Harus belajar keras di sini, mengingat disiplin adalah budaya rakyat. Mana ini itu nggak mengerti. Sret… Sret… Buka bahan presentasi dan buku juga sulit. Kendala huruf ada. Kendala rumus tingkat tinggi banyak. Memilih kelas pun galau setengah mati. Sret… Sret… Untung sesekali ada kau untuk membagi beban. Berusaha bersama memecah sunyinya lab. Mengingat cacing-cacing yang sudah lama sekali tidak pernah disentuh lagi semenjak entah kapan.
Klik-klik-klik… Namun, baru disinilah aku merasakannya. Mungkin kecepatan internet-lah hambatannya dahulu. Yang lain ialah teman bermain. Game Online memang tidak bisa dimainkan sendirian. Kebersamaan tanpa kenal umur memang asyik.
Ring… Ring… Bersepeda juga seru tiada duanya. Transportasi utama jarak dekat-menengah bagi banyak orang di sini. Lebih asyik lagi jika ada temannya, ramai-ramai konvoi sepeda, melihat laut, melihat mentari terbenam.

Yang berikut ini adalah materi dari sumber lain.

//! Metadata partition
//!
//! Leader-side request handling for one partition. Mutations are proposed
//! through the replication engine and answered with the state machine's
//! apply result; reads are served from structural clones of the trees.

use std::path::{Path, PathBuf};
use std::sync::atomic::{AtomicU64, Ordering};
use std::sync::Arc;

use parking_lot::Mutex;

use super::dentry::{Dentry, DentryKey};
use super::fsm::{ApplyResult, FsmProgress, PartitionFsm, PartitionState};
use super::inode::Inode;
use super::item::MetaItem;
use super::load::recover_partition;
use super::store::{store_queue, StoreHandle, StoreWorker};
use crate::config::PartitionSettings;
use crate::error::{Error, Result};
use crate::proto::{
    BatchInodeGetRequest, BatchInodeGetResponse, BatchUnlinkInodeRequest,
    BatchUnlinkInodeResponse, CreateDentryRequest, CreateInodeRequest, DeleteDentryResponse,
    DentryRequest, InodeInfo, InodeRequest, InodeResponse, LookupNameRequest,
    LookupNameResponse, LookupResponse, OpCode, Packet, ReadDirRequest, ReadDirResponse,
    SetAttrRequest, Status, UnlinkInodeItem, UpdateDentryRequest, UpdateDentryResponse,
};
use crate::replication::{LocalReplicator, ReplicationEngine, StateMachine};
use crate::tree::IndexedTree;

/// Replication engine driving a partition
pub type PartitionEngine = Arc<dyn ReplicationEngine<ApplyResult>>;

/// Point-in-time summary of a partition
#[derive(Debug, Clone, serde::Serialize)]
pub struct PartitionSummary {
    pub partition_id: u64,
    pub volume: String,
    pub start: u64,
    pub end: u64,
    pub cursor: u64,
    pub applied_index: u64,
    pub stored_index: u64,
    pub inode_count: usize,
    pub dentry_count: usize,
    pub leader: Option<String>,
    pub is_leader: bool,
    pub state: String,
}

/// One metadata partition hosted on this node
pub struct MetaPartition {
    partition_id: u64,
    volume: String,
    start: u64,
    dir: PathBuf,
    fsm: Arc<Mutex<PartitionFsm>>,
    progress: Arc<FsmProgress>,
    engine: PartitionEngine,
    store: Mutex<Option<StoreHandle>>,
    alloc_cursor: AtomicU64,
}
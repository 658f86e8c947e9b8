//! Network Module
//!
//! Packet framing over TCP between meta clients and meta nodes.

mod client;
mod server;

pub use client::NetworkClient;
pub use server::MetaServer;

use tokio::io::{AsyncRead, AsyncReadExt, AsyncWrite, AsyncWriteExt};

use crate::error::Result;
use crate::proto::{Packet, PacketHeader};

/// Request/response exchange with a meta node
#[async_trait::async_trait]
pub trait MetaTransport: Send + Sync {
    /// Send `packet` to `addr` and wait for its reply
    async fn send(&self, addr: &str, packet: Packet) -> Result<Packet>;
}

/// Read a framed packet from a reader
pub async fn read_packet<R: AsyncRead + Unpin>(reader: &mut R) -> Result<Packet> {
    let mut header_bytes = [0u8; PacketHeader::SIZE];
    reader.read_exact(&mut header_bytes).await?;
    let header = PacketHeader::from_bytes(&header_bytes)?;

    let mut body = vec![0u8; header.size as usize];
    reader.read_exact(&mut body).await?;

    Packet::from_parts(header, body)
}

/// Write a framed packet to a writer
pub async fn write_packet<W: AsyncWrite + Unpin>(writer: &mut W, packet: &Packet) -> Result<()> {
    writer.write_all(&packet.header().to_bytes()).await?;
    writer.write_all(&packet.data).await?;
    writer.flush().await?;
    Ok(())
}

#[cfg(test)]
mod tests {
    use super::*;
    use crate::proto::{OpCode, ResultCode};

    #[tokio::test]
    async fn test_packet_framing() {
        let (mut a, mut b) = tokio::io::duplex(1024);
        let request = Packet::request(OpCode::Lookup, 9, &(1u64, "name".to_string())).unwrap();
        write_packet(&mut a, &request).await.unwrap();

        let received = read_packet(&mut b).await.unwrap();
        assert_eq!(received, request);
        assert_eq!(received.result_code(), ResultCode::Pending);
    }

    #[tokio::test]
    async fn test_corrupted_body_is_rejected() {
        let (mut a, mut b) = tokio::io::duplex(1024);
        let request = Packet::request(OpCode::ReadDir, 9, &1u64).unwrap();
        let mut header = request.header();
        header.crc ^= 1;
        a.write_all(&header.to_bytes()).await.unwrap();
        a.write_all(&request.data).await.unwrap();

        assert!(read_packet(&mut b).await.is_err());
    }
}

Prok.. prok.. prok.. prok… Tepuk tangan meriah kaupandu saat tongkat diestafetkan. Aku pernah menyebut bahwa disini kita seperti keluarga. Tidak hanya pada saat jalan-jalan, hari-hari biasa pun terasa hangat.
Hahahaha… Tawa canda ketika acara makan-makan. Klululung… Klung… Latihan musik untuk acara budaya kampus. Pok… Tepok… Olahraga bersama. Ting tung… Atau sekedar ngobrol atau main tanpa tujuan. Kebersamaan hampir selalu hadir setiap pekan di ujung dunia ini. Semoga masih tetap bisa kita jaga. Kebersamaan ini, kuharap.
Tuutttt…. Suara mini gadget meraung tiba-tiba, mengganggu, memberi tanda bahwa minuman pesanan sudah siap. Aku ambil fruit mix-ku dan kau manggo juice-mu. Enak juga, walau buah di sini mahal dan pasti ini bukan yang segar. Mengingat kafe ini baru pula. Yang aku kaget, tumben kau yang usul pertama menghabiskan waktu mencobanya.
Teeet… Benda itu bereaksi ketika kartu ini ditempelkan. Sistem absensi baru ini asyik juga. Aku memindai seluruh kursi dan menemukan kau sudah disana. Seperti biasa, aku pun menghampiri dan duduk di sebelahmu, sampai-sampai kau bosan sepertinya. Sayang, aku tidak. Hhoam… Dengan kombinasi aura hitam, celoteh statistik, dan bahasa alien, siapa yang tidak terbuai. Tidak jauh beda dengan nina bobok. Kamu ga ngantuk? Tak mungkin tidak. Makanya aku memainkan pulpen, browsing internet, memandangi kelas, dll. Minggu depan? Mengandalkan kamus, jeli penerjemah, dan dirimu. Berusaha melawan kantuk dan mengerti celoteh itu. Absen? Ada cek up? Semua hal dan obrolan untuk menjaga mata terbelalak.
…….. Aku terdiam. Tak ada suara. Tak ada pikiran. Tak terlintas apapun. Tak mampu berpikir alih-alih berkata. Dingin. Kosong. Opname? Aku terkejut dengan berita tiba-tiba itu. Kenapa bisa rawat inap dari check up sendirian? Kenapa tidak ada yg mengantar. Tidak ada yg tahu. Tapi kan aku tahu kau akan check up. Kenapa aku tidak inisiatif? Karena dengan diam pun, aku sudah tahu jawabanmu. Tidak kusangka begini jadinya. Namun, itu rupanya hanya prolog dari perpisahan. Harus pergi? Tidak cukup satu bulan, tapi satu tahun? Kenapa harus selama itu. Kenapa bisa? Tidak ada yang tahu. Semua diam. Terdiam. Menundukkan kepala, melemaskan tangan, diam.
Wusshh… Drek kredek… Bunyi kereta melaju kencang. Aku duduk di samping jendela, sendiri memandangi kota tertata rapi di luar sana. Sungai mengalir biru jernih sampai ke dasarnya. Pinggirnya bertaburan pasir bersih tanpa jejak sampah sedikit pun. Hamparan padang sawah yang sama dan konstruksi jalan di sana-sini selalu menghiasi pemandangan jendela itu. Mengingat ini, jadi heran kenapa kau selalu memilih untuk duduk di sisi ini. Aku yang selalu di lorong ini kini menatap jauh ke bukit bertaburan dedaunan yang mulai menghijau itu. Mencari jawaban.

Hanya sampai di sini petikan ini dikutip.